:: Directions for this task ::
Using the data below, output the first line and every line after it up to and including the line containing "a compiler invocation.", exactly as written and with nothing added.

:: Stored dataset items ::
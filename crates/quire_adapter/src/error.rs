//! Error types for symbol probing and invocation planning.

/// The boundary could not answer a probe at all.
///
/// Distinct from a symbol being unresolved: this means the question never got
/// an answer (the worker died, spoke garbage, or was never started).
#[derive(Debug, Clone, PartialEq, Eq, thiserror::Error)]
#[error("symbol probe failed: {message}")]
pub struct ProbeError {
    /// Description of the failure.
    pub message: String,
}

impl ProbeError {
    /// Creates a probe error with the given message.
    pub fn new(message: impl Into<String>) -> Self {
        Self {
            message: message.into(),
        }
    }
}

/// Errors produced while planning a compiler invocation.
#[derive(Debug, Clone, PartialEq, Eq, thiserror::Error)]
pub enum AdapterError {
    /// None of the candidate compiler classes exist in the boundary.
    #[error("no compiler class could be resolved (tried {})", .attempted.join(", "))]
    CompilerNotResolved {
        /// Every identifier that was tried, in priority order.
        attempted: Vec<String>,
    },

    /// The boundary failed to answer.
    #[error(transparent)]
    Probe(#[from] ProbeError),
}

:: Answer for this exercise ::
filename crates/quire_adapter/src/error.rs
//! Error types for symbol probing and invocation planning.

/// The boundary could not answer a probe at all.
///
/// Distinct from a symbol being unresolved: this means the question never got
/// an answer (the worker died, spoke garbage, or was never started).
#[derive(Debug, Clone, PartialEq, Eq, thiserror::Error)]
#[error("symbol probe failed: {message}")]
pub struct ProbeError {
    /// Description of the failure.
    pub message: String,
}

impl ProbeError {
    /// Creates a probe error with the given message.
    pub fn new(message: impl Into<String>) -> Self {
        Self {
            message: message.into(),
        }
    }
}

/// Errors produced while planning a compiler invocation.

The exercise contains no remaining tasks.